Full unrolling expands every iteration and removes the loop entirely. It only applies when the iteration count is known at compile time and small. GCC and Clang automatically unroll loops with up to 8-16 iterations. Rust's `#[unroll]` proc macro and `std::hint::unreachable_unchecked()` give the programmer explicit control. Overdoing unrolling hurts icache performance.
What is the main risk of aggressive loop unrolling?
Auto-Vectorization
Auto-vectorisation automatically converts scalar operations into SIMD instructions (SSE, AVX on x86; NEON on ARM). Instead of processing one element per iteration, the loop now processes 4, 8, or 16 elements at once.
GCC `-fopt-info-vec-missed` reports every loop that was NOT vectorised, and why. Typical reasons: unknown loop count, data dependency, non-unit stride. NumPy and PyTorch use SIMD via hand-written intrinsics or via Eigen/xtensor. The LLVM Loop Vectorizer works at the IR level and supports interleaved access patterns, masked vectorisation (for loops with a condition), and SLP (superword-level parallelism) for non-loop operations.
What prevents vectorisation of `for (i..n) c[i] = c[i-1] + a[i]`?
Polyhedral Model
The polyhedral model is a mathematical framework for analysing and transforming nested loops. A loop's iteration space is represented as a polyhedron, and transformations are linear mappings of that space.
TVM (Apache) and Triton (OpenAI) use a polyhedral approach to generate efficient GPU kernels for neural networks. Triton lets you write kernels in a Python-like syntax, and the compiler applies tiling, vectorisation, and memory coalescing automatically. FlashAttention v2 is implemented in Triton and is 2x-4x faster than the standard PyTorch attention thanks to aggressive tiling.
What does the polyhedron represent in the polyhedral loop model?
Key ideas
- **Loop interchange** swaps the order of nested loops for cache-friendly access. Row-major vs column-major can differ by 10x-100x on large matrices.

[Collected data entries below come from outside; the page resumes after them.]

//! Conversions between the two textual date encodings used by the app.
//!
//! The API speaks `YYYY-MM-DD`; screens show `DD/MM/YYYY`. Text conversions
//! are structural only: `2024-13-40` converts to `40/13/2024`. Only
//! [`parse_display_date`] checks that the result is a real calendar day.

use std::fmt;

use chrono::{DateTime, Datelike, NaiveDate, Utc};
use thiserror::Error;

use crate::config;

#[derive(Debug, Clone, Copy, PartialEq, Eq)]
pub enum DateEncoding {
    /// `YYYY-MM-DD`, used on the wire.
    Api,
    /// `DD/MM/YYYY`, used on screen.
    Display,
}

impl DateEncoding {
    fn separator(self) -> char {
        match self {
            DateEncoding::Api => '-',
            DateEncoding::Display => '/',
        }
    }
}

impl fmt::Display for DateEncoding {
    fn fmt(&self, f: &mut fmt::Formatter<'_>) -> fmt::Result {
        match self {
            DateEncoding::Api => f.write_str("YYYY-MM-DD"),
            DateEncoding::Display => f.write_str("DD/MM/YYYY"),
        }
    }
}

#[derive(Debug, Clone, PartialEq, Eq, Error)]
pub enum DateFormatError {
    #[error("date string is empty")]
    Empty,
    #[error("`{input}` is not a {encoding} date")]
    Shape {
        input: String,
        encoding: DateEncoding,
    },
    #[error("`{0}` is not a calendar date")]
    OutOfRange(String),
}

/// Year, month and day as written, without calendar validation.
#[derive(Debug, Clone, Copy, PartialEq, Eq)]
pub struct DateParts {
    pub year: u32,
    pub month: u32,
    pub day: u32,
}

fn numeric(field: &str, max_len: usize) -> Option<u32> {
    if field.is_empty() || field.len() > max_len || !field.bytes().all(|b| b.is_ascii_digit()) {
        return None;
    }
    field.parse().ok()
}

/// Strict parse of `input` in the stated encoding. Day and month may be one
/// or two digits; the year must be four.
pub fn parse_parts(input: &str, encoding: DateEncoding) -> Result<DateParts, DateFormatError> {
    if input.is_empty() {
        return Err(DateFormatError::Empty);
    }
    let shape_error = || DateFormatError::Shape {
        input: input.to_string(),
        encoding,
    };

    let fields: Vec<&str> = input.split(encoding.separator()).collect();
    let [first, second, third] = fields.as_slice() else {
        return Err(shape_error());
    };
    let (year, month, day) = match encoding {
        DateEncoding::Api => (first, second, third),
        DateEncoding::Display => (third, second, first),
    };
    if year.len() != 4 {
        return Err(shape_error());
    }

    Ok(DateParts {
        year: numeric(year, 4).ok_or_else(shape_error)?,
        month: numeric(month, 2).ok_or_else(shape_error)?,
        day: numeric(day, 2).ok_or_else(shape_error)?,
    })
}

pub fn render(parts: DateParts, encoding: DateEncoding) -> String {
    match encoding {
        DateEncoding::Api => format!("{:04}-{:02}-{:02}", parts.year, parts.month, parts.day),
        DateEncoding::Display => format!("{:02}/{:02}/{:04}", parts.day, parts.month, parts.year),
    }
}

pub fn convert(input: &str, from: DateEncoding, to: DateEncoding) -> Result<String, DateFormatError> {
    parse_parts(input, from).map(|parts| render(parts, to))
}

fn convert_or_keep(input: &str, from: DateEncoding, to: DateEncoding) -> String {
    if input.is_empty() {
        return String::new();
    }
    convert(input, from, to).unwrap_or_else(|err| {
        log::debug!("Date format error: {}", err);
        input.to_string()
    })
}

/// `YYYY-MM-DD` to `DD/MM/YYYY`. Anything else comes back unchanged.
pub fn format_date_for_display(input: &str) -> String {
    convert_or_keep(input, DateEncoding::Api, DateEncoding::Display)
}

/// `DD/MM/YYYY` to `YYYY-MM-DD`. Anything else comes back unchanged.
pub fn format_date_for_api(input: &str) -> String {
    convert_or_keep(input, DateEncoding::Display, DateEncoding::Api)
}

/// Formats a value that already carries its calendar day, such as a
/// `NaiveDate` or a zoned `DateTime`.
pub fn format_date<D: Datelike>(date: &D) -> String {
    format!("{:02}/{:02}/{:04}", date.day(), date.month(), date.year())
}

/// The calendar day of `instant` in the configured application time zone.
pub fn format_instant(instant: &DateTime<Utc>) -> String {
    format_date(&instant.with_timezone(&config::current_time_zone()))
}

pub fn today_formatted() -> String {
    format_instant(&Utc::now())
}

pub fn parse_display_date(input: &str) -> Result<NaiveDate, DateFormatError> {
    let parts = parse_parts(input, DateEncoding::Display)?;
    NaiveDate::from_ymd_opt(parts.year as i32, parts.month, parts.day)
        .ok_or_else(|| DateFormatError::OutOfRange(input.to_string()))
}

- **Loop unrolling** expands the loop body to reduce overhead and expose ILP. Risk: code bloat and icache misses.
- **Auto-vectorisation** replaces scalar ops with SIMD: 4-16 elements per iteration. Requires no loop-carried dependency and no aliasing.
- **Polyhedral model** formalises loop transformations as linear mappings of the iteration space. It is the basis of Polly, TVM, and Triton.
Related topics
Loop optimisations are the core of high-performance computing:
- Global optimisations — LICM is the first loop optimisation; dataflow analysis is used to detect loop-carried dependencies
- Instruction selection — Vectorised code needs special instruction selection for SIMD instructions
- Instruction scheduling — After unrolling, the scheduler hides latency by reordering instructions across iterations
Вопросы для размышления
- The optimal block size for loop tiling depends on L1/L2 cache size. How does an automatic optimiser (Polly, GCC Graphite) learn the cache size, and what happens with cross-platform compilation?
- GPUs have a different memory hierarchy from CPUs (shared memory, warp execution). Do the same loop transformations (tiling, interchange) apply to GPU kernels, or are other approaches needed?
- Predicated SIMD (AVX-512 masked operations) lets you vectorise loops with an inner condition. How does the compiler generate predicate masks from an if-condition in the loop body?